// crates/lab_core/src/renderer.rs

//! Host-side renderers. Neither touches pixels: `AsciiRenderer` draws a
//! coarse character grid for terminals and logs, `FrameRecorder` keeps the
//! raw views for inspection.

use glam::Vec2;
use lab_shared::{
    CameraOffset, CollectibleKind, EnemyKind, Facing, HudView, PlatformKind, Renderer,
    SpriteKind, SpriteView,
};

fn glyph(kind: &SpriteKind) -> char {
    match kind {
        SpriteKind::Platform(PlatformKind::Ground) => '#',
        SpriteKind::Platform(PlatformKind::Floating) => '=',
        SpriteKind::Platform(PlatformKind::Obstacle) => '^',
        SpriteKind::Collectible(CollectibleKind::Treat) => '*',
        SpriteKind::Collectible(CollectibleKind::TennisBall) => 'o',
        SpriteKind::Enemy(EnemyKind::Squirrel) => 's',
        SpriteKind::Enemy(EnemyKind::Cat) => 'c',
        SpriteKind::Goal => 'G',
        SpriteKind::Player {
            facing: Facing::Left,
            ..
        } => '<',
        SpriteKind::Player { .. } => '>',
    }
}

/// Character-grid view of the screen. Each cell covers `cell` pixels.
pub struct AsciiRenderer {
    cols: usize,
    rows: usize,
    cell: Vec2,
    grid: Vec<char>,
    hud: Option<HudView>,
    frame: String,
}

impl AsciiRenderer {
    /// Grid of `cols` x `rows` covering a `viewport`-sized screen.
    pub fn new(viewport: Vec2, cols: usize, rows: usize) -> Self {
        let cols = cols.max(1);
        let rows = rows.max(1);
        Self {
            cols,
            rows,
            cell: viewport / Vec2::new(cols as f32, rows as f32),
            grid: vec![' '; cols * rows],
            hud: None,
            frame: String::new(),
        }
    }

    /// Last finished frame, HUD line first.
    pub fn frame(&self) -> &str {
        &self.frame
    }

    fn fill(&mut self, min: Vec2, max: Vec2, ch: char) {
        // Half-open cell ranges: a sprite ending on a cell edge stops before it.
        let cells = |v: f32, size: f32, limit: usize, round: fn(f32) -> f32| {
            round(v / size).clamp(0.0, limit as f32) as usize
        };
        let (c0, c1) = (
            cells(min.x, self.cell.x, self.cols, f32::floor),
            cells(max.x, self.cell.x, self.cols, f32::ceil),
        );
        let (r0, r1) = (
            cells(min.y, self.cell.y, self.rows, f32::floor),
            cells(max.y, self.cell.y, self.rows, f32::ceil),
        );
        for row in r0..r1 {
            for col in c0..c1 {
                self.grid[row * self.cols + col] = ch;
            }
        }
    }
}

impl Renderer for AsciiRenderer {
    fn begin_frame(&mut self, _camera: CameraOffset) {
        self.grid.fill(' ');
        self.hud = None;
    }

    fn draw_sprite(&mut self, sprite: &SpriteView, camera: CameraOffset) {
        let screen = camera.project(&sprite.bounds);
        let max = Vec2::new(screen.right(), screen.bottom());
        if max.x <= 0.0 || max.y <= 0.0 {
            return;
        }
        self.fill(screen.pos, max, glyph(&sprite.kind));
    }

    fn draw_hud(&mut self, hud: &HudView) {
        self.hud = Some(*hud);
    }

    fn end_frame(&mut self) {
        let mut out = String::with_capacity((self.cols + 1) * (self.rows + 1));
        if let Some(hud) = self.hud {
            out.push_str(&format!("Score: {}  Best: {}", hud.score, hud.best));
            if let Some(banner) = hud.state.banner() {
                out.push_str(&format!("  {banner} Press R to restart"));
            }
            out.push('\n');
        }
        for row in self.grid.chunks(self.cols) {
            out.extend(row.iter());
            // Trailing blanks carry nothing.
            while out.ends_with(' ') {
                out.pop();
            }
            out.push('\n');
        }
        self.frame = out;
    }
}

/// Keeps every view of the last frame. Test double and debugging aid.
#[derive(Default, Debug)]
pub struct FrameRecorder {
    pub frames: u64,
    pub camera: CameraOffset,
    pub sprites: Vec<SpriteView>,
    pub hud: Option<HudView>,
}

impl FrameRecorder {
    pub fn kinds(&self) -> Vec<SpriteKind> {
        self.sprites.iter().map(|s| s.kind).collect()
    }
}

impl Renderer for FrameRecorder {
    fn begin_frame(&mut self, camera: CameraOffset) {
        self.frames += 1;
        self.camera = camera;
        self.sprites.clear();
        self.hud = None;
    }

    fn draw_sprite(&mut self, sprite: &SpriteView, _camera: CameraOffset) {
        self.sprites.push(*sprite);
    }

    fn draw_hud(&mut self, hud: &HudView) {
        self.hud = Some(*hud);
    }
}

#[cfg(test)]
mod tests {
    use super::*;
    use lab_shared::{Aabb, GameState, Pose};

    #[test]
    fn draws_projected_sprites_and_hud() {
        let mut ascii = AsciiRenderer::new(Vec2::new(100.0, 40.0), 10, 4);
        let camera = CameraOffset::new(Vec2::new(50.0, 0.0));

        ascii.begin_frame(camera);
        ascii.draw_sprite(
            &SpriteView {
                bounds: Aabb::new(50.0, 30.0, 100.0, 10.0),
                kind: SpriteKind::Platform(PlatformKind::Ground),
            },
            camera,
        );
        ascii.draw_sprite(
            &SpriteView {
                bounds: Aabb::new(60.0, 10.0, 10.0, 20.0),
                kind: SpriteKind::Player {
                    pose: Pose::Idle,
                    facing: Facing::Right,
                    frame: 0,
                },
            },
            camera,
        );
        // Off screen to the left.
        ascii.draw_sprite(
            &SpriteView {
                bounds: Aabb::new(0.0, 0.0, 20.0, 20.0),
                kind: SpriteKind::Goal,
            },
            camera,
        );
        ascii.draw_hud(&HudView {
            score: 10,
            best: 40,
            state: GameState::Won,
        });
        ascii.end_frame();

        let lines: Vec<&str> = ascii.frame().lines().collect();
        assert_eq!(lines[0], "Score: 10  Best: 40  Level Complete! Press R to restart");
        assert_eq!(lines[1], "");
        assert_eq!(lines[2], " >");
        assert_eq!(lines[3], " >");
        assert_eq!(lines[4], "##########");
    }

    #[test]
    fn recorder_keeps_only_the_last_frame() {
        let mut recorder = FrameRecorder::default();
        let sprite = SpriteView {
            bounds: Aabb::new(0.0, 0.0, 1.0, 1.0),
            kind: SpriteKind::Goal,
        };
        for _ in 0..2 {
            recorder.begin_frame(CameraOffset::default());
            recorder.draw_sprite(&sprite, CameraOffset::default());
            recorder.end_frame();
        }
        assert_eq!(recorder.frames, 2);
        assert_eq!(recorder.kinds(), vec![SpriteKind::Goal]);
    }
}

### Problem requirements
Keeping each line intact, set down the entire listing once more.

### Output
// crates/lab_core/src/renderer.rs

//! Host-side renderers. Neither touches pixels: `AsciiRenderer` draws a
//! coarse character grid for terminals and logs, `FrameRecorder` keeps the
//! raw views for inspection.

use glam::Vec2;
use lab_shared::{
    CameraOffset, CollectibleKind, EnemyKind, Facing, HudView, PlatformKind, Renderer,
    SpriteKind, SpriteView,
};

fn glyph(kind: &SpriteKind) -> char {
    match kind {
        SpriteKind::Platform(PlatformKind::Ground) => '#',
        SpriteKind::Platform(PlatformKind::Floating) => '=',
        SpriteKind::Platform(PlatformKind::Obstacle) => '^',
        SpriteKind::Collectible(CollectibleKind::Treat) => '*',
        SpriteKind::Collectible(CollectibleKind::TennisBall) => 'o',
        SpriteKind::Enemy(EnemyKind::Squirrel) => 's',
        SpriteKind::Enemy(EnemyKind::Cat) => 'c',
        SpriteKind::Goal => 'G',
        SpriteKind::Player {
            facing: Facing::Left,
            ..
        } => '<',
        SpriteKind::Player { .. } => '>',
    }
}

/// Character-grid view of the screen. Each cell covers `cell` pixels.
pub struct AsciiRenderer {
    cols: usize,
    rows: usize,
    cell: Vec2,
    grid: Vec<char>,
    hud: Option<HudView>,
    frame: String,
}

impl AsciiRenderer {
    /// Grid of `cols` x `rows` covering a `viewport`-sized screen.
    pub fn new(viewport: Vec2, cols: usize, rows: usize) -> Self {
        let cols = cols.max(1);
        let rows = rows.max(1);
        Self {
            cols,
            rows,
            cell: viewport / Vec2::new(cols as f32, rows as f32),
            grid: vec![' '; cols * rows],
            hud: None,
            frame: String::new(),
        }
    }

    /// Last finished frame, HUD line first.
    pub fn frame(&self) -> &str {
        &self.frame
    }

    fn fill(&mut self, min: Vec2, max: Vec2, ch: char) {
        // Half-open cell ranges: a sprite ending on a cell edge stops before it.
        let cells = |v: f32, size: f32, limit: usize, round: fn(f32) -> f32| {
            round(v / size).clamp(0.0, limit as f32) as usize
        };
        let (c0, c1) = (
            cells(min.x, self.cell.x, self.cols, f32::floor),
            cells(max.x, self.cell.x, self.cols, f32::ceil),
        );
        let (r0, r1) = (
            cells(min.y, self.cell.y, self.rows, f32::floor),
            cells(max.y, self.cell.y, self.rows, f32::ceil),
        );
        for row in r0..r1 {
            for col in c0..c1 {
                self.grid[row * self.cols + col] = ch;
            }
        }
    }
}

impl Renderer for AsciiRenderer {
    fn begin_frame(&mut self, _camera: CameraOffset) {
        self.grid.fill(' ');
        self.hud = None;
    }

    fn draw_sprite(&mut self, sprite: &SpriteView, camera: CameraOffset) {
        let screen = camera.project(&sprite.bounds);
        let max = Vec2::new(screen.right(), screen.bottom());
        if max.x <= 0.0 || max.y <= 0.0 {
            return;
        }
        self.fill(screen.pos, max, glyph(&sprite.kind));
    }

    fn draw_hud(&mut self, hud: &HudView) {
        self.hud = Some(*hud);
    }

    fn end_frame(&mut self) {
        let mut out = String::with_capacity((self.cols + 1) * (self.rows + 1));
        if let Some(hud) = self.hud {
            out.push_str(&format!("Score: {}  Best: {}", hud.score, hud.best));
            if let Some(banner) = hud.state.banner() {
                out.push_str(&format!("  {banner} Press R to restart"));
            }
            out.push('\n');
        }
        for row in self.grid.chunks(self.cols) {
            out.extend(row.iter());
            // Trailing blanks carry nothing.
            while out.ends_with(' ') {
                out.pop();
            }
            out.push('\n');
        }
        self.frame = out;
    }
}

/// Keeps every view of the last frame. Test double and debugging aid.
#[derive(Default, Debug)]
pub struct FrameRecorder {
    pub frames: u64,
    pub camera: CameraOffset,
    pub sprites: Vec<SpriteView>,
    pub hud: Option<HudView>,
}

impl FrameRecorder {
    pub fn kinds(&self) -> Vec<SpriteKind> {
        self.sprites.iter().map(|s| s.kind).collect()
    }
}

impl Renderer for FrameRecorder {
    fn begin_frame(&mut self, camera: CameraOffset) {
        self.frames += 1;
        self.camera = camera;
        self.sprites.clear();
        self.hud = None;
    }

    fn draw_sprite(&mut self, sprite: &SpriteView, _camera: CameraOffset) {
        self.sprites.push(*sprite);
    }

    fn draw_hud(&mut self, hud: &HudView) {
        self.hud = Some(*hud);
    }
}

#[cfg(test)]
mod tests {
    use super::*;
    use lab_shared::{Aabb, GameState, Pose};

    #[test]
    fn draws_projected_sprites_and_hud() {
        let mut ascii = AsciiRenderer::new(Vec2::new(100.0, 40.0), 10, 4);
        let camera = CameraOffset::new(Vec2::new(50.0, 0.0));

        ascii.begin_frame(camera);
        ascii.draw_sprite(
            &SpriteView {
                bounds: Aabb::new(50.0, 30.0, 100.0, 10.0),
                kind: SpriteKind::Platform(PlatformKind::Ground),
            },
            camera,
        );
        ascii.draw_sprite(
            &SpriteView {
                bounds: Aabb::new(60.0, 10.0, 10.0, 20.0),
                kind: SpriteKind::Player {
                    pose: Pose::Idle,
                    facing: Facing::Right,
                    frame: 0,
                },
            },
            camera,
        );
        // Off screen to the left.
        ascii.draw_sprite(
            &SpriteView {
                bounds: Aabb::new(0.0, 0.0, 20.0, 20.0),
                kind: SpriteKind::Goal,
            },
            camera,
        );
        ascii.draw_hud(&HudView {
            score: 10,
            best: 40,
            state: GameState::Won,
        });
        ascii.end_frame();

        let lines: Vec<&str> = ascii.frame().lines().collect();
        assert_eq!(lines[0], "Score: 10  Best: 40  Level Complete! Press R to restart");
        assert_eq!(lines[1], "");
        assert_eq!(lines[2], " >");
        assert_eq!(lines[3], " >");
        assert_eq!(lines[4], "##########");
    }

    #[test]
    fn recorder_keeps_only_the_last_frame() {
        let mut recorder = FrameRecorder::default();
        let sprite = SpriteView {
            bounds: Aabb::new(0.0, 0.0, 1.0, 1.0),
            kind: SpriteKind::Goal,
        };
        for _ in 0..2 {
            recorder.begin_frame(CameraOffset::default());
            recorder.draw_sprite(&sprite, CameraOffset::default());
            recorder.end_frame();
        }
        assert_eq!(recorder.frames, 2);
        assert_eq!(recorder.kinds(), vec![SpriteKind::Goal]);
    }
}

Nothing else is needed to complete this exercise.